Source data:
_____

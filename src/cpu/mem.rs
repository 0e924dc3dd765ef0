// (c) 2023 John A. Breaux
// This code is licensed under MIT license (see LICENSE for details)

//! The Mem represents the CPU's memory
//!
//! Contains some handy utils for reading and writing

use crate::error::{Error, Result};
use std::{
    fmt::{Display, Formatter},
    ops::Range,
    slice::SliceIndex,
};

/// Size of the Chip-8 address space, in bytes
pub const MEM_SIZE: usize = 0x1000;
/// Mask applied to every address before it touches memory
pub const ADDR_MASK: usize = MEM_SIZE - 1;

/// 4x5 hexadecimal font, loaded at [Region::Charset]
#[rustfmt::skip]
pub const CHARSET: [u8; 16 * 5] = [
    0xf0, 0x90, 0x90, 0x90, 0xf0, // 0
    0x20, 0x60, 0x20, 0x20, 0x70, // 1
    0xf0, 0x10, 0xf0, 0x80, 0xf0, // 2
    0xf0, 0x10, 0xf0, 0x10, 0xf0, // 3
    0x90, 0x90, 0xf0, 0x10, 0x10, // 4
    0xf0, 0x80, 0xf0, 0x10, 0xf0, // 5
    0xf0, 0x80, 0xf0, 0x90, 0xf0, // 6
    0xf0, 0x10, 0x20, 0x40, 0x40, // 7
    0xf0, 0x90, 0xf0, 0x90, 0xf0, // 8
    0xf0, 0x90, 0xf0, 0x10, 0xf0, // 9
    0xf0, 0x90, 0xf0, 0x90, 0x90, // a
    0xe0, 0x90, 0xe0, 0x90, 0xe0, // b
    0xf0, 0x80, 0x80, 0x80, 0xf0, // c
    0xe0, 0x90, 0x90, 0x90, 0xe0, // d
    0xf0, 0x80, 0xf0, 0x80, 0xf0, // e
    0xf0, 0x80, 0xf0, 0x80, 0x80, // f
];

/// 8x10 hexadecimal font, loaded at [Region::HiresCharset]
#[rustfmt::skip]
pub const HIRES_CHARSET: [u8; 16 * 10] = [
    0xff, 0xff, 0xc3, 0xc3, 0xc3, 0xc3, 0xc3, 0xc3, 0xff, 0xff, // 0
    0x18, 0x78, 0x78, 0x18, 0x18, 0x18, 0x18, 0x18, 0xff, 0xff, // 1
    0xff, 0xff, 0x03, 0x03, 0xff, 0xff, 0xc0, 0xc0, 0xff, 0xff, // 2
    0xff, 0xff, 0x03, 0x03, 0xff, 0xff, 0x03, 0x03, 0xff, 0xff, // 3
    0xc3, 0xc3, 0xc3, 0xc3, 0xff, 0xff, 0x03, 0x03, 0x03, 0x03, // 4
    0xff, 0xff, 0xc0, 0xc0, 0xff, 0xff, 0x03, 0x03, 0xff, 0xff, // 5
    0xff, 0xff, 0xc0, 0xc0, 0xff, 0xff, 0xc3, 0xc3, 0xff, 0xff, // 6
    0xff, 0xff, 0x03, 0x03, 0x06, 0x0c, 0x18, 0x18, 0x18, 0x18, // 7
    0xff, 0xff, 0xc3, 0xc3, 0xff, 0xff, 0xc3, 0xc3, 0xff, 0xff, // 8
    0xff, 0xff, 0xc3, 0xc3, 0xff, 0xff, 0x03, 0x03, 0xff, 0xff, // 9
    0x7e, 0xff, 0xc3, 0xc3, 0xc3, 0xff, 0xff, 0xc3, 0xc3, 0xc3, // a
    0xfc, 0xfc, 0xc3, 0xc3, 0xfc, 0xfc, 0xc3, 0xc3, 0xfc, 0xfc, // b
    0x3c, 0xff, 0xc3, 0xc0, 0xc0, 0xc0, 0xc0, 0xc3, 0xff, 0x3c, // c
    0xfc, 0xfe, 0xc3, 0xc3, 0xc3, 0xc3, 0xc3, 0xc3, 0xfe, 0xfc, // d
    0xff, 0xff, 0xc0, 0xc0, 0xff, 0xff, 0xc0, 0xc0, 0xff, 0xff, // e
    0xff, 0xff, 0xc0, 0xc0, 0xff, 0xff, 0xc0, 0xc0, 0xc0, 0xc0, // f
];

/// Represents a named region in memory
#[non_exhaustive]
#[derive(Clone, Copy, Debug, PartialEq, Eq, PartialOrd, Ord, Hash)]
pub enum Region {
    /// Character ROM (but writable!)
    Charset,
    /// Super Chip big character ROM
    HiresCharset,
    /// Program memory
    Program,
}

impl Region {
    /// Gets the fixed address range of this [Region]
    /// # Examples
    /// ```rust
    /// # use schirp::*;
    /// assert_eq!(Program.range(), 0x200..0x1000);
    /// ```
    pub const fn range(self) -> Range<usize> {
        match self {
            Region::Charset => 0x000..0x050,
            Region::HiresCharset => 0x050..0x0f0,
            Region::Program => 0x200..MEM_SIZE,
        }
    }
}

impl Display for Region {
    fn fmt(&self, f: &mut Formatter<'_>) -> std::fmt::Result {
        write!(
            f,
            "{}",
            match self {
                Region::Charset => "Charset",
                Region::HiresCharset => "HiresCharset",
                Region::Program => "Program",
            }
        )
    }
}

/// Stores the 4 KiB address space, split into named [Region]s
#[derive(Clone, Debug, PartialEq, Eq)]
pub struct Mem {
    memory: Vec<u8>,
}

impl Default for Mem {
    /// Constructs a zeroed [Mem] with both fonts loaded
    fn default() -> Self {
        let mut mem = Mem {
            memory: vec![0; MEM_SIZE],
        };
        mem.reload_fonts();
        mem
    }
}

impl Mem {
    /// Constructs a new [Mem], zeroed except for the fonts
    /// # Examples
    /// ```rust
    /// # use schirp::*;
    /// let mem = Mem::new();
    /// assert_eq!(0x1000, mem.len());
    /// assert_eq!(Some(&CHARSET[..]), mem.get_region(Charset));
    /// ```
    pub fn new() -> Self {
        Mem::default()
    }

    /// Gets the length of the backing memory. This is always [MEM_SIZE].
    pub fn len(&self) -> usize {
        self.memory.len()
    }

    /// Returns true if the backing memory contains no elements
    pub fn is_empty(&self) -> bool {
        self.memory.is_empty()
    }

    /// Gets a slice of [Mem] memory
    #[inline(always)]
    pub fn get<I>(&self, index: I) -> Option<&<I as SliceIndex<[u8]>>::Output>
    where
        I: SliceIndex<[u8]>,
    {
        self.memory.get(index)
    }

    /// Gets a mutable slice of [Mem] memory
    #[inline(always)]
    pub fn get_mut<I>(&mut self, index: I) -> Option<&mut <I as SliceIndex<[u8]>>::Output>
    where
        I: SliceIndex<[u8]>,
    {
        self.memory.get_mut(index)
    }

    /// Reads a byte. The address wraps around the 4 KiB address space.
    /// # Examples
    /// ```rust
    /// # use schirp::*;
    /// let mem = Mem::new();
    /// // 0x1000 wraps around to 0x000, the first row of the `0` glyph
    /// assert_eq!(0xf0, mem.read(0x1000u16));
    /// ```
    #[inline(always)]
    pub fn read(&self, addr: impl Into<usize>) -> u8 {
        self.memory[addr.into() & ADDR_MASK]
    }

    /// Writes a byte. The address wraps around the 4 KiB address space.
    #[inline(always)]
    pub fn write(&mut self, addr: impl Into<usize>, data: u8) {
        self.memory[addr.into() & ADDR_MASK] = data;
    }

    /// Reads a big-endian word. Both bytes wrap around the address space independently.
    /// # Examples
    /// ```rust
    /// # use schirp::*;
    /// let mut mem = Mem::new();
    /// mem.write(0x200u16, 0x12);
    /// mem.write(0x201u16, 0x34);
    /// assert_eq!(0x1234, mem.read_word(0x200u16));
    /// ```
    #[inline(always)]
    pub fn read_word(&self, addr: impl Into<usize>) -> u16 {
        let addr = addr.into();
        u16::from_be_bytes([self.read(addr), self.read(addr.wrapping_add(1))])
    }

    /// Loads data into the start of a named [Region]
    ///
    /// Returns [Error::RomTooLarge] without touching memory if `data` doesn't fit.
    /// # Examples
    /// ```rust
    /// # use schirp::*;
    /// # fn main() -> Result<()> {
    /// let mut mem = Mem::new();
    /// mem.load_region(Program, b"Hello, world!")?;
    /// assert_eq!(Some(&b"Hello"[..]), mem.get(0x200..0x205));
    /// // the program region holds 0xe00 bytes
    /// assert!(mem.load_region(Program, &[0; 0xe01]).is_err());
    /// #    Ok(())
    /// # }
    /// ```
    pub fn load_region(&mut self, name: Region, data: &[u8]) -> Result<&mut Self> {
        let region = self.get_region_mut(name).ok_or(Error::RomTooLarge {
            size: data.len(),
            capacity: 0,
        })?;
        let capacity = region.len();
        match region.get_mut(..data.len()) {
            Some(dest) => dest.copy_from_slice(data),
            None => {
                return Err(Error::RomTooLarge {
                    size: data.len(),
                    capacity,
                })
            }
        }
        Ok(self)
    }

    /// Fills a [Region] with zeroes
    pub fn clear_region(&mut self, name: Region) -> &mut Self {
        if let Some(region) = self.get_region_mut(name) {
            region.fill(0)
        }
        self
    }

    /// Gets a slice of a named [Region] of memory
    #[inline(always)]
    pub fn get_region(&self, name: Region) -> Option<&[u8]> {
        self.get(name.range())
    }

    /// Gets a mutable slice of a named region of memory
    #[inline(always)]
    pub fn get_region_mut(&mut self, name: Region) -> Option<&mut [u8]> {
        self.get_mut(name.range())
    }

    /// Restores both fonts to their power-on contents
    pub fn reload_fonts(&mut self) -> &mut Self {
        for (region, font) in [
            (Region::Charset, &CHARSET[..]),
            (Region::HiresCharset, &HIRES_CHARSET[..]),
        ] {
            if let Some(dest) = self.get_region_mut(region) {
                dest.copy_from_slice(font);
            }
        }
        self
    }
}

_____

What the task requires: Restate the data word for word. Begin at its first line, end at the line that contains "0xf0, 0x80, 0xf0, 0x90, 0xf0, // 6", and include both.

Answer below:
filename src/cpu/mem.rs
repository 0e924dc3dd765ef0
// (c) 2023 John A. Breaux
// This code is licensed under MIT license (see LICENSE for details)

//! The Mem represents the CPU's memory
//!
//! Contains some handy utils for reading and writing

use crate::error::{Error, Result};
use std::{
    fmt::{Display, Formatter},
    ops::Range,
    slice::SliceIndex,
};

/// Size of the Chip-8 address space, in bytes
pub const MEM_SIZE: usize = 0x1000;
/// Mask applied to every address before it touches memory
pub const ADDR_MASK: usize = MEM_SIZE - 1;

/// 4x5 hexadecimal font, loaded at [Region::Charset]
#[rustfmt::skip]
pub const CHARSET: [u8; 16 * 5] = [
    0xf0, 0x90, 0x90, 0x90, 0xf0, // 0
    0x20, 0x60, 0x20, 0x20, 0x70, // 1
    0xf0, 0x10, 0xf0, 0x80, 0xf0, // 2
    0xf0, 0x10, 0xf0, 0x10, 0xf0, // 3
    0x90, 0x90, 0xf0, 0x10, 0x10, // 4
    0xf0, 0x80, 0xf0, 0x10, 0xf0, // 5
    0xf0, 0x80, 0xf0, 0x90, 0xf0, // 6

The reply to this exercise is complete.